> **How to complete this task**
Report back every line below that carries the word "StoreError".
Start of Data provided
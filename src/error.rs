use std::fmt;

use thiserror::Error;

use crate::domain::{StrategyCategory, TimeWindow};

/// Main error type for the detection engine
#[derive(Error, Debug)]
pub enum SharplineError {
    // Configuration errors
    #[error("Configuration error: {0}")]
    Config(#[from] config::ConfigError),

    #[error("Invalid configuration: {}", .0.join("; "))]
    InvalidConfig(Vec<String>),

    // Database errors
    #[error("Database error: {0}")]
    Database(#[from] sqlx::Error),

    // Serialization errors
    #[error("JSON serialization error: {0}")]
    Json(#[from] serde_json::Error),

    // Engine errors
    #[error(transparent)]
    Repository(#[from] RepositoryError),

    #[error(transparent)]
    Detection(#[from] DetectionError),

    #[error(transparent)]
    Resolution(#[from] ResolutionError),

    // Validation errors
    #[error("Validation failed: {0}")]
    Validation(String),

    // IO errors
    #[error("IO error: {0}")]
    Io(#[from] std::io::Error),

    // Binary glue attaches context with anyhow; keep the whole chain in the message
    #[error("{0:#}")]
    Other(#[from] anyhow::Error),
}

/// Result type alias for SharplineError
pub type Result<T> = std::result::Result<T, SharplineError>;

/// Errors raised at the MarketDataStore boundary
#[derive(Error, Debug)]
pub enum StoreError {
    #[error("database error: {0}")]
    Database(#[from] sqlx::Error),

    #[error("store unavailable: {0}")]
    Unavailable(String),

    #[error("malformed row: {0}")]
    Malformed(String),
}

/// A failed repository fetch, naming what was being fetched
#[derive(Error, Debug)]
#[error("fetch of {category} over {window} failed: {source}")]
pub struct RepositoryError {
    pub category: StrategyCategory,
    pub window: TimeWindow,
    #[source]
    pub source: StoreError,
}

impl RepositoryError {
    pub fn new(category: StrategyCategory, window: TimeWindow, source: StoreError) -> Self {
        Self {
            category,
            window,
            source,
        }
    }
}

/// Failure of a single strategy processor invocation
#[derive(Error, Debug)]
pub enum ProcessorError {
    #[error(transparent)]
    Repository(#[from] RepositoryError),

    #[error("invalid input: {0}")]
    InvalidInput(String),

    #[error("arithmetic fault: {0}")]
    Arithmetic(String),

    #[error("processor panicked: {0}")]
    Panicked(String),

    #[error("processor did not finish before the deadline")]
    TimedOut,

    #[error("processor cancelled")]
    Cancelled,
}

/// A signal that could not be scored
#[derive(Error, Debug, Clone, PartialEq)]
pub enum ScoringError {
    #[error("signal is missing required field `{0}`")]
    MissingField(&'static str),

    #[error("differential is not finite: {0}")]
    NonFiniteDifferential(f64),

    #[error("differential {0} outside [-100, 100]")]
    DifferentialOutOfRange(f64),

    #[error("raw strength {raw_strength} does not match |differential| {differential}")]
    InconsistentStrength { differential: f64, raw_strength: f64 },
}

/// ConflictResolver contract violations
#[derive(Error, Debug, Clone, PartialEq, Eq)]
pub enum ResolutionError {
    #[error("cannot resolve an empty signal set")]
    EmptyInput,

    #[error("signals span more than one game: {first} and {other}")]
    MixedGames { first: String, other: String },
}

/// One processor that contributed no signals to a run, and why
#[derive(Debug)]
pub struct ProcessorFailure {
    pub processor: String,
    pub category: StrategyCategory,
    pub error: ProcessorError,
}

impl fmt::Display for ProcessorFailure {
    fn fmt(&self, f: &mut fmt::Formatter<'_>) -> fmt::Result {
        write!(f, "{} ({}): {}", self.processor, self.category, self.error)
    }
}

/// Errors surfaced at or above the Orchestrator boundary
#[derive(Error, Debug)]
pub enum DetectionError {
    #[error("no strategy processors registered")]
    EmptyRegistry,

    #[error("strategy processor registered twice: {0}")]
    DuplicateProcessor(String),

    #[error(
        "deadline exceeded after {elapsed_ms}ms with no processor completed; failed: [{}]",
        format_failures(.failures)
    )]
    DeadlineExceeded {
        elapsed_ms: u64,
        failures: Vec<ProcessorFailure>,
    },

    #[error(transparent)]
    Resolution(#[from] ResolutionError),
}

fn format_failures(failures: &[ProcessorFailure]) -> String {
    failures
        .iter()
        .map(|f| f.to_string())
        .collect::<Vec<_>>()
        .join(", ")
}

#[cfg(test)]
mod tests {
    use super::*;
    use chrono::{TimeZone, Utc};
    use std::error::Error as _;

    #[test]
    fn repository_error_names_category_and_keeps_source() {
        let window = TimeWindow::new(
            Utc.with_ymd_and_hms(2024, 6, 1, 12, 0, 0).unwrap(),
            Utc.with_ymd_and_hms(2024, 6, 1, 18, 0, 0).unwrap(),
        )
        .unwrap();
        let err = RepositoryError::new(
            StrategyCategory::SteamMove,
            window,
            StoreError::Unavailable("connection refused".into()),
        );

        let text = err.to_string();
        assert!(text.contains("steam_move"));
        assert!(text.contains("connection refused"));
        assert!(err.source().is_some());
    }

    #[test]
    fn context_chain_survives_conversion() {
        use anyhow::Context;

        let missing: std::result::Result<(), SharplineError> = Err(SharplineError::Io(
            std::io::Error::new(std::io::ErrorKind::NotFound, "no such file"),
        ));
        let err: SharplineError = missing
            .context("loading replay file splits.json")
            .unwrap_err()
            .into();

        assert!(matches!(err, SharplineError::Other(_)));
        let text = err.to_string();
        assert!(text.contains("loading replay file splits.json"));
        assert!(text.contains("no such file"));
    }

    #[test]
    fn deadline_error_lists_failures() {
        let err = DetectionError::DeadlineExceeded {
            elapsed_ms: 50,
            failures: vec![ProcessorFailure {
                processor: "late_flip".into(),
                category: StrategyCategory::LateFlip,
                error: ProcessorError::TimedOut,
            }],
        };
        let text = err.to_string();
        assert!(text.contains("late_flip"));
        assert!(text.contains("deadline"));
    }
}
End of Data provided
> **Response to this exercise**
pub enum StoreError {
    pub source: StoreError,
    pub fn new(category: StrategyCategory, window: TimeWindow, source: StoreError) -> Self {
            StoreError::Unavailable("connection refused".into()),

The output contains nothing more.